RFR: 8251989: Hex formatting and parsing utility [v10]

Fri Nov 27 17:29:09 UTC 2020

On Fri, 27 Nov 2020 10:46:09 GMT, Chris Hegarty <chegar at openjdk.org> wrote:

>> Roger Riggs has updated the pull request with a new target base due to a merge or a rebase. The incremental webrev excludes the unrelated changes brought in by the merge/rebase. The pull request contains 19 additional commits since the last revision:
>> 
>>  - Clarified that suffix() and prefix() methods do not return null, instead the empty string is returned.
>>  - Merge branch 'master' into 8251989-hex-formatter
>>  - Merge branch 'master' into 8251989-hex-formatter
>>  - Merge branch 'master' into 8251989-hex-formatter
>>  - The HexFormat API indexing model for array and string ranges is changed
>>    to describe the range using 'fromIndex (inclusive)' and 'toIndex (exclusive)'.
>>    
>>    Initially, it was specified as 'index' and 'length'. However, both byte arrays
>>    and strings used in the HexFormat API typically use fromIndex and toIndex
>>    to describe ranges.  Using the same indexing model can prevent mistakes.
>>    
>>    The change affects the methods and corresponding tests:
>>    
>>        formatHex(byte[] bytes, int fromIndex, int toIndex)
>>        formatHex(A out, byte[] bytes, int fromIndex, int toIndex)
>>        parseHex(char[] chars, int fromIndex, int toIndex)
>>        parseHex(CharSequence string, int fromIndex, int toIndex)
>>        fromHexDigits(CharSequence string, int fromIndex, int toIndex)
>>        fromHexDigitsToLong(CharSequence string, int fromIndex, int toIndex)
>>  - - Added @see and @link references to Integer.toHexString and Long.toHexString
>>    - Clarified parsing is case insensistive in various parse and fromXXX methods
>>    - Source level cleanup based on review comments
>>    - Expanded some javadoc tag text to make it more descriptive
>>    - Consistent use of 'hexadecimal' vs 'hex'
>>  - Review comment updates to class javadoc
>>  - Review comment updates, in the example code, and to describe the characters used to convert to hexadecimal
>>  - Correct length of StringBuilder in formatHex;
>>    Correct bug in formatHex(char[], 2, 3) and add test for subranges of char[]
>>  - Merge branch 'master' into 8251989-hex-formatter
>>  - ... and 9 more: https://git.openjdk.java.net/jdk/compare/dcf4db97...b19d2827
>
> src/java.base/share/classes/java/util/HexFormat.java line 47:
> 
>> 45:  * or choice of {@link #withUpperCase()} or {@link #withLowerCase()} parameters.
>> 46:  * <p>
>> 47:  * For primitive to hexadecimal string conversions the {@code toHexDigits}
> 
> It took me a little while to grok the naming convention being used here. It might be helpful to ensure that all the terms are clearly defined and used consistently throughout. 
> 
> "hexadecimal string"  - consists of just 0-9, a-f, A-F  (i.e. no delimiter, prefix, suffix)
> "formatted hexadecimal string" - consists of hexadecimal string, and prefix, delimiter, suffix.
> 
> The `parseXXX` and `formatXXX` are logically related - and operate on "formatted hexadecimal strings"
> 
> The `toXXX` and `fromXXX` are logically related - one is kind of the inverse of the other. And these operate (even when accepting/producing chars) on "hexadecimal strings" - ignoring almost all properties of the HexFormat, except the toXXX cares about upper/lower case. Does `fromXXX` care about upper/lower ?
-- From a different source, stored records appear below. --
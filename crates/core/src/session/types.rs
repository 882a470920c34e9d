//! Types for swarm session management.

use serde::{Deserialize, Serialize};
use std::time::Duration;

/// Live statistics for an active swarm. Recomputed on demand, never
/// persisted.
#[derive(Debug, Clone, Serialize, Deserialize)]
pub struct SessionStats {
    pub hash: String,
    pub name: String,
    /// Download progress, 0.0 - 1.0.
    pub progress: f64,
    pub peers: PeerCounts,
    pub speed: SpeedStats,
    pub size: SizeStats,
    pub time: TimeStats,
    pub pieces: PieceStats,
}

/// Peer breakdown. A peer counts as a seeder when it advertises at
/// least one piece it could send us.
#[derive(Debug, Clone, Copy, Default, Serialize, Deserialize)]
pub struct PeerCounts {
    pub seeders: u32,
    pub leechers: u32,
    /// Total connected peers.
    pub wires: u32,
}

/// Instantaneous throughput in bytes/sec.
#[derive(Debug, Clone, Copy, Default, Serialize, Deserialize)]
pub struct SpeedStats {
    pub down: u64,
    pub up: u64,
}

/// Byte totals.
#[derive(Debug, Clone, Copy, Default, Serialize, Deserialize)]
pub struct SizeStats {
    pub downloaded: u64,
    pub uploaded: u64,
    pub total: u64,
}

/// Elapsed and estimated remaining transfer time, in seconds.
#[derive(Debug, Clone, Copy, Default, Serialize, Deserialize)]
pub struct TimeStats {
    /// 0 when the rate is unknown or the transfer is complete.
    pub remaining_secs: u64,
    pub elapsed_secs: u64,
}

/// Piece geometry.
#[derive(Debug, Clone, Copy, Default, Serialize, Deserialize)]
pub struct PieceStats {
    pub total: u32,
    pub length: u32,
}

/// A playable file of an active swarm, as handed to the UI layer.
#[derive(Debug, Clone, Serialize, Deserialize)]
pub struct PlayableFile {
    /// Swarm hash the file belongs to.
    pub hash: String,
    /// Display name (the path shown to the user).
    pub name: String,
    /// MIME type served for this file.
    pub mime: String,
    /// Size in bytes.
    pub size_bytes: u64,
    /// Position in the swarm's file list.
    pub index: usize,
    /// Streaming URL for this file.
    pub url: String,
}

/// Session manager tuning.
#[derive(Debug, Clone)]
pub struct SessionConfig {
    /// Keep cache records and on-disk files of evicted swarms.
    pub persist: bool,
    /// Fetch pieces on demand instead of the whole swarm up front.
    pub streamed: bool,
    /// Interval between metadata snapshots of an active swarm.
    pub snapshot_interval: Duration,
    /// Base URL of the streaming endpoint, e.g. `http://127.0.0.1:8888/stream`.
    pub stream_url: String,
}

impl Default for SessionConfig {
    fn default() -> Self {
        Self {
            persist: false,
            streamed: true,
            snapshot_interval: Duration::from_secs(20),
            stream_url: "http://127.0.0.1:8888/stream".to_string(),
        }
    }
}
Yes, naming is important and there are two dimensions in the api that are significant.  
Primitives vs byte arrays, and decoding and encoding.
         Primitives   ByteArrays
encode:   toXXX         format 
decode:   fromXXX       parse
Both fromXXX or parseXXX accept either upper or lower case.
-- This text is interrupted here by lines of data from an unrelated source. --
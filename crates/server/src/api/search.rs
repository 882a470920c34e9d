//! Search API handlers.

use std::sync::Arc;
use std::time::Instant;

use axum::{extract::State, Json};
use serde::{Deserialize, Serialize};

use hayase_core::CandidateTorrent;

use crate::state::AppState;

#[derive(Debug, Deserialize)]
pub struct SearchRequest {
    pub query: String,
}

#[derive(Debug, Serialize)]
pub struct SearchResponse {
    pub query: String,
    pub candidates: Vec<CandidateTorrent>,
    pub count: usize,
    pub sources: Vec<String>,
    pub duration_ms: u64,
}

/// POST /api/v1/search
///
/// Query every configured indexer and return the merged candidate
/// list. Source failures degrade to fewer results, never an error
/// status.
pub async fn search(
    State(state): State<Arc<AppState>>,
    Json(request): Json<SearchRequest>,
) -> Json<SearchResponse> {
    let start = Instant::now();
    let candidates = state.aggregator().search(&request.query).await;

    Json(SearchResponse {
        query: request.query,
        count: candidates.len(),
        sources: state.aggregator().source_names(),
        duration_ms: start.elapsed().as_millis() as u64,
        candidates,
    })
}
The class javadoc and each method specifies whether it uses the prefix, suffix, delimiter, and upper/lower case choice.

The choice of 'formatted byte array' was used to make a strong distinction between formatting of byte arrays vs converting primitives with limited/no formatting.

-------------

PR: https://git.openjdk.java.net/jdk/pull/482